The car is fuelled by petrol with a standard petrol cap, alongside the plug in option behind the Volkswagen roundel on the front of the vehicle (Golf GTE). To charge the high-voltage battery with the standard mains charging cable, a standard mains socket can be utilised for around 3 hours 45 minutes. With an optional wall box or at a public charging station it takes 2 hours 15 minutes. A wall box has 55% high charger performance than a mains socket. Please note; there is no DC charge facility for Golf GTE.

The Lithium-ion high-voltage battery

E-vehicles and the Golf GTE have a 12V support battery, and are also fitted with a lithium-ion high-voltage battery. Lithium-ion high-voltage batteries are made up of several components. The robust exterior housing of the battery contains numerous modules, which are ordered differently inside the battery according to model or space. Each module consists of an array of interconnected battery cells. Electrical energy is stored in the battery cells developed especially for electric and hybrid vehicles. These cells contain a large electrical power supply and a high energy capacity. Energy is taken from the battery during driving and is made available to the electric motor. The electric motor recuperates during braking; this means that the battery is recharged using braking energy. During this entire process, a number of integrated safety systems and sensors are monitoring the cells, in particular their voltage and temperature.


The XL1 is the first diesel hybrid from Volkswagen, which offers a sustainable and efficient solution weighing just 795kg due to the large amounts of carbon fibre reinforced polymer (CFRP) that it is constructed with. It has a lithium-ion high-voltage battery in conjunction with a TDI combustion engine (800cc TDI two-cylinder common rail diesel engine), and is renowned for its ability to achieve 313mpg on a combined cycle. On purely electric energy it can travel up to 31 miles between charges depending on driving conditions, and when electricity and diesel is combined it can travel up to 310 miles depending on driving conditions.

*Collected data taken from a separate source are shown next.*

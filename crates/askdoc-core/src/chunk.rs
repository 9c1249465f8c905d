//! Fixed-size text chunker.
//!
//! Splits extracted document text into [`Chunk`]s of at most `max_chars`
//! characters each. Windowing is purely positional: chunk `i` covers
//! character offsets `[i*max_chars, (i+1)*max_chars)` of the input, so a
//! chunk may split mid-word. That is a deliberate simplification of the
//! source system, not a defect to smooth over.
//!
//! # Guarantees
//!
//! - Deterministic: identical input always yields identical chunks.
//! - Lossless: concatenating chunk texts in ascending `chunk_id` order
//!   reproduces the input exactly.
//! - Non-overlapping, contiguous coverage; only the last chunk may be
//!   shorter than `max_chars`.
//! - Splits land on UTF-8 character boundaries by construction.
//! - Empty input yields an empty sequence.
//!
//! # Example
//!
//! ```rust
//! use askdoc_core::chunk::chunk_text;
//!
//! let chunks = chunk_text("The cat sat on the mat.", 500);
//! assert_eq!(chunks.len(), 1);
//! assert_eq!(chunks[0].chunk_id, 0);
//! assert_eq!(chunks[0].text, "The cat sat on the mat.");
//! ```

use crate::models::Chunk;

/// Split `text` into fixed-size windows of at most `max_chars` characters.
///
/// Chunk ids are contiguous from 0 in source-text order. A `max_chars`
/// of zero is clamped to one rather than looping forever.
pub fn chunk_text(text: &str, max_chars: usize) -> Vec<Chunk> {
    let max_chars = max_chars.max(1);

    if text.is_empty() {
        return Vec::new();
    }

    let mut chunks = Vec::new();
    let mut start = 0;
    let mut in_window = 0;

    for (offset, _) in text.char_indices() {
        if in_window == max_chars {
            chunks.push(make_chunk(chunks.len() as i64, &text[start..offset]));
            start = offset;
            in_window = 0;
        }
        in_window += 1;
    }
    chunks.push(make_chunk(chunks.len() as i64, &text[start..]));

    chunks
}

fn make_chunk(chunk_id: i64, text: &str) -> Chunk {
    Chunk {
        chunk_id,
        text: text.to_string(),
    }
}

#[cfg(test)]
mod tests {
    use super::*;

    #[test]
    fn test_small_text_single_chunk() {
        let chunks = chunk_text("The cat sat on the mat.", 500);
        assert_eq!(chunks.len(), 1);
        assert_eq!(chunks[0].chunk_id, 0);
        assert_eq!(chunks[0].text, "The cat sat on the mat.");
    }

    #[test]
    fn test_empty_text_yields_no_chunks() {
        assert!(chunk_text("", 500).is_empty());
    }

    #[test]
    fn test_exact_window_sizes() {
        let chunks = chunk_text("abcdefghij", 4);
        let texts: Vec<&str> = chunks.iter().map(|c| c.text.as_str()).collect();
        assert_eq!(texts, vec!["abcd", "efgh", "ij"]);
    }

    #[test]
    fn test_lossless_coverage_and_size_bound() {
        let text = "Lorem ipsum dolor sit amet, consectetur adipiscing elit. ".repeat(40);
        let chunks = chunk_text(&text, 500);
        let rejoined: String = chunks.iter().map(|c| c.text.as_str()).collect();
        assert_eq!(rejoined, text);
        for c in &chunks {
            assert!(c.text.chars().count() <= 500);
        }
    }

    #[test]
    fn test_chunk_ids_contiguous() {
        let text = "x".repeat(2350);
        let chunks = chunk_text(&text, 500);
        assert_eq!(chunks.len(), 5);
        for (i, c) in chunks.iter().enumerate() {
            assert_eq!(c.chunk_id, i as i64, "id mismatch at position {}", i);
        }
        assert_eq!(chunks[4].text.len(), 350);
    }

    #[test]
    fn test_multibyte_utf8_boundaries() {
        let text = "héllo wörld ünïcode tèxt ".repeat(30);
        let chunks = chunk_text(&text, 7);
        let rejoined: String = chunks.iter().map(|c| c.text.as_str()).collect();
        assert_eq!(rejoined, text);
        for c in &chunks {
            assert!(c.text.chars().count() <= 7);
        }
    }

    #[test]
    fn test_deterministic() {
        let text = "alpha beta gamma delta epsilon zeta";
        assert_eq!(chunk_text(text, 10), chunk_text(text, 10));
    }

    #[test]
    fn test_zero_max_chars_clamped() {
        let chunks = chunk_text("ab", 0);
        assert_eq!(chunks.len(), 2);
        assert_eq!(chunks[0].text, "a");
        assert_eq!(chunks[1].text, "b");
    }
}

The XL1 has a dual clutch gearbox to enable drive with both the e-motor and the TDI working together, and the e-motor working alone. Operating at 220V, the battery manages the flow of high voltage energy from and to the battery or e-motor and converts direct current to alternating current. The e-motor supports the TDI in acceleration or can work solely. For the e-motor to work unassisted, the TDI is decoupled from the drivetrain by disengaging a clutch, whilst the clutch on the gearbox side stays closed so the DSG is fully engaged with the electric motor. To restart the TDI the e-motor's rotor is sped up and coupled with the TDI clutch, accelerating the TDI to the required speed and starts it. During braking, the e-motor operates as a generator to utilise the braking energy to recharge the battery (battery regeneration).

The 800cc TDI has a cylinder spacing of 88mm, with a cylinder bore of 81mm and its stroke is 80.5mm. To reduce emissions, the 800cc TDI has specially formed piston recesses for multiple injection and individual orientation of the individual injection jets. The excellent, smooth running properties of the common rail engines were transferred to the two cylinder engine. Also, a balancer shaft that is driven by the crankshaft turning at the same speed optimises smooth engine running. The TDI’s aluminium crankcase was constructed to achieve high dimensional precision, which in turn leads to low friction losses. To further lower emissions, the XL1 employs the use of exhaust gas recirculation, an oxidation catalytic converter and a diesel particulate filter (DPF).

To charge, the AC/DC converter transforms the AC energy from the mains socket into DC energy, that is then fed through a cable into the battery.

Just 200 units were produced globally of the XL1. Production ended in 2015.